Sherry Turkle – Professor of Social Studies of Science and Technology at the MIT – speaks about the impact that modern technology has on our relationships:
she speaks about phantom phone ringing, where people are anxious to get more exciting news; global connectivity that makes us always on; and how remote and alone we finally remain within this illusion of being connected.
– A speech so brutally true, that I should rather not have posted it on Facebook where people tend to create the ideal image of themselves. Even if Sherry puts her words with quite some drama and does not really provide solutions, we should THINK TWICE how we want to treat technology better, before it is treating us worse…
Some quotes:
“from multi-tasking to multi-lifing” – “technology proposes itself as the architect of our intimacies” – “technology is seductive when its affordances meet our human vulnerabilities”
“we are lonely, but fearful of intimacy; connectivity offers for many of us the illusion of companionship, without the demands of friendship. We can’t get enough of each other if – if – we can have each other at a distance in a manner (?) that we can control.
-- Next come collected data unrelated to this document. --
//! Static three-dimensional k-d tree.
//!
//! Nodes live in a flat arena and refer to each other by index. The tree is
//! built once by recursive median split with the split axis cycling by depth,
//! and never modified afterwards.

type Point = [f64; 3];

#[derive(Debug, Clone)]
struct Node {
    /// Position of the stored point in the caller's point list.
    point: usize,
    axis: usize,
    left: Option<usize>,
    right: Option<usize>,
}

/// Balanced k-d tree over a fixed set of points.
///
/// Queries return the position of the closest point in the list passed to
/// [`KdTree::build`]. Among equidistant points the lowest position wins,
/// regardless of how the tree happened to be split. A tree always holds at
/// least one point.
#[derive(Debug, Clone)]
pub(crate) struct KdTree {
    points: Vec<Point>,
    nodes: Vec<Node>,
    root: usize,
}

impl KdTree {
    /// Build a tree over `points`, or `None` when there are no points.
    pub(crate) fn build(points: Vec<Point>) -> Option<Self> {
        let mut order: Vec<usize> = (0..points.len()).collect();
        let mut nodes = Vec::with_capacity(points.len());
        let root = build_node(&points, &mut order, 0, &mut nodes)?;
        Some(Self {
            points,
            nodes,
            root,
        })
    }

    #[cfg(test)]
    pub(crate) fn len(&self) -> usize {
        self.nodes.len()
    }

    /// Depth of the deepest leaf.
    #[cfg(test)]
    fn depth(&self) -> usize {
        fn walk(nodes: &[Node], node: Option<usize>) -> usize {
            match node {
                None => 0,
                Some(idx) => 1 + walk(nodes, nodes[idx].left).max(walk(nodes, nodes[idx].right)),
            }
        }
        walk(&self.nodes, Some(self.root))
    }

    /// Closest point to `target` as `(position, squared distance)`.
    pub(crate) fn nearest(&self, target: Point) -> (usize, f64) {
        let root = self.nodes[self.root].point;
        let mut best = (root, squared_distance(&self.points[root], &target));
        self.search(self.root, &target, &mut best);
        best
    }

    fn search(&self, idx: usize, target: &Point, best: &mut (usize, f64)) {
        let node = &self.nodes[idx];
        let point = &self.points[node.point];

        let (best_pos, best_d2) = *best;
        let d2 = squared_distance(point, target);
        if d2 < best_d2 || (d2 == best_d2 && node.point < best_pos) {
            *best = (node.point, d2);
        }

        let diff = target[node.axis] - point[node.axis];
        let (near, far) = if diff < 0.0 {
            (node.left, node.right)
        } else {
            (node.right, node.left)
        };

        if let Some(near) = near {
            self.search(near, target, best);
        }
        if let Some(far) = far {
            // Points beyond the split plane are at least |diff| away. Equal
            // distance still has to be visited for the position tie-break.
            if diff * diff <= best.1 {
                self.search(far, target, best);
            }
        }
    }
}

fn build_node(
    points: &[Point],
    order: &mut [usize],
    depth: usize,
    nodes: &mut Vec<Node>,
) -> Option<usize> {
    if order.is_empty() {
        return None;
    }

    let axis = depth % 3;
    order.sort_by(|&a, &b| {
        points[a][axis]
            .total_cmp(&points[b][axis])
            .then(a.cmp(&b))
    });

    let mid = order.len() / 2;
    let point = order[mid];
    let slot = nodes.len();
    nodes.push(Node {
        point,
        axis,
        left: None,
        right: None,
    });

    let (lower, rest) = order.split_at_mut(mid);
    let upper = &mut rest[1..];
    let left = build_node(points, lower, depth + 1, nodes);
    let right = build_node(points, upper, depth + 1, nodes);
    nodes[slot].left = left;
    nodes[slot].right = right;

    Some(slot)
}

#[inline]
fn squared_distance(a: &Point, b: &Point) -> f64 {
    let d0 = a[0] - b[0];
    let d1 = a[1] - b[1];
    let d2 = a[2] - b[2];
    d0 * d0 + d1 * d1 + d2 * d2
}
//! sRGB color type
//!
//! sRGB is the device color space of image files and palette definitions.
//! It applies a gamma curve to linear light values for perceptual uniformity.

use std::fmt;
use std::str::FromStr;

use crate::palette::ParseColorError;

/// A color in sRGB color space.
///
/// Values are nominally in the range 0.0..=1.0 (mapping to 0..255 for 8-bit),
/// but are never clamped: resampled pixels and inverse conversions may land
/// slightly outside that range.
#[derive(Debug, Clone, Copy, PartialEq)]
pub struct Srgb {
    /// Red channel (gamma-encoded)
    pub r: f64,
    /// Green channel (gamma-encoded)
    pub g: f64,
    /// Blue channel (gamma-encoded)
    pub b: f64,
}

impl Srgb {
    /// Create a new Srgb color from float values.
    #[inline]
    pub fn new(r: f64, g: f64, b: f64) -> Self {
        Self { r, g, b }
    }

    /// Create an Srgb color from 8-bit unsigned integer values.
    ///
    /// # Example
    /// ```
    /// use color_match::Srgb;
    /// let red = Srgb::from_u8(255, 0, 0);
    /// assert_eq!(red.r, 1.0);
    /// ```
    #[inline]
    pub fn from_u8(r: u8, g: u8, b: u8) -> Self {
        Self {
            r: r as f64 / 255.0,
            g: g as f64 / 255.0,
            b: b as f64 / 255.0,
        }
    }

    /// Create an Srgb color from a byte array [R, G, B].
    #[inline]
    pub fn from_bytes(bytes: [u8; 3]) -> Self {
        Self::from_u8(bytes[0], bytes[1], bytes[2])
    }

    /// Convert to a byte array [R, G, B].
    ///
    /// Rounds and clamps values to the 0..=255 range.
    #[inline]
    pub fn to_bytes(self) -> [u8; 3] {
        [
            (self.r * 255.0).round().clamp(0.0, 255.0) as u8,
            (self.g * 255.0).round().clamp(0.0, 255.0) as u8,
            (self.b * 255.0).round().clamp(0.0, 255.0) as u8,
        ]
    }

    /// Channels as an array.
    #[inline]
    pub fn to_array(self) -> [f64; 3] {
        [self.r, self.g, self.b]
    }

    /// Lowercase `#rrggbb` form of [`to_bytes()`](Self::to_bytes).
    pub fn to_hex(self) -> String {
        let [r, g, b] = self.to_bytes();
        format!("#{r:02x}{g:02x}{b:02x}")
    }

    /// Euclidean distance between two sRGB triples.
    #[inline]
    pub fn distance(self, other: Srgb) -> f64 {
        let dr = self.r - other.r;
        let dg = self.g - other.g;
        let db = self.b - other.b;
        (dr * dr + dg * dg + db * db).sqrt()
    }
}

impl fmt::Display for Srgb {
    fn fmt(&self, f: &mut fmt::Formatter<'_>) -> fmt::Result {
        write!(f, "{}", self.to_hex())
    }
}

impl FromStr for Srgb {
    type Err = ParseColorError;

    /// Parse an sRGB color from a hex string.
    ///
    /// Accepts `#RRGGBB` or `RRGGBB`: exactly two hex digits per channel.
    /// Parsing is case-insensitive. Leading and trailing whitespace is trimmed.
    ///
    /// # Examples
    ///
    /// ```
    /// use color_match::Srgb;
    ///
    /// let teal: Srgb = "#008080".parse().unwrap();
    /// assert_eq!(teal.to_bytes(), [0, 128, 128]);
    ///
    /// assert!("#F00".parse::<Srgb>().is_err());
    /// ```
    fn from_str(s: &str) -> Result<Self, Self::Err> {
        let s = s.trim();
        let digits = s.strip_prefix('#').unwrap_or(s);

        if digits.chars().count() != 6 {
            return Err(ParseColorError::InvalidLength {
                found: digits.chars().count(),
            });
        }
        if !digits.bytes().all(|b| b.is_ascii_hexdigit()) {
            return Err(ParseColorError::InvalidHex {
                input: s.to_string(),
            });
        }

        // All six bytes are ASCII hex digits, so every slice is a char boundary.
        let channel = |range: std::ops::Range<usize>| {
            u8::from_str_radix(&digits[range], 16).map_err(|_| ParseColorError::InvalidHex {
                input: s.to_string(),
            })
        };
        Ok(Self::from_u8(channel(0..2)?, channel(2..4)?, channel(4..6)?))
    }
}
Think of Goldilocks (siehe Wikipedia: ‘Goldlöckchen und die drei Bären‘), not too close, not too far, just right.”
“connection made to measure [..with..] the ability to hide from each other” – “too put it rather too simply: we would rather text than talk”
“often we are too busy communicating to think, too busy communicating to create, too busy communicating to really connect with the people we’re with in the ways that would really count, in continual contact, we’re alone together…”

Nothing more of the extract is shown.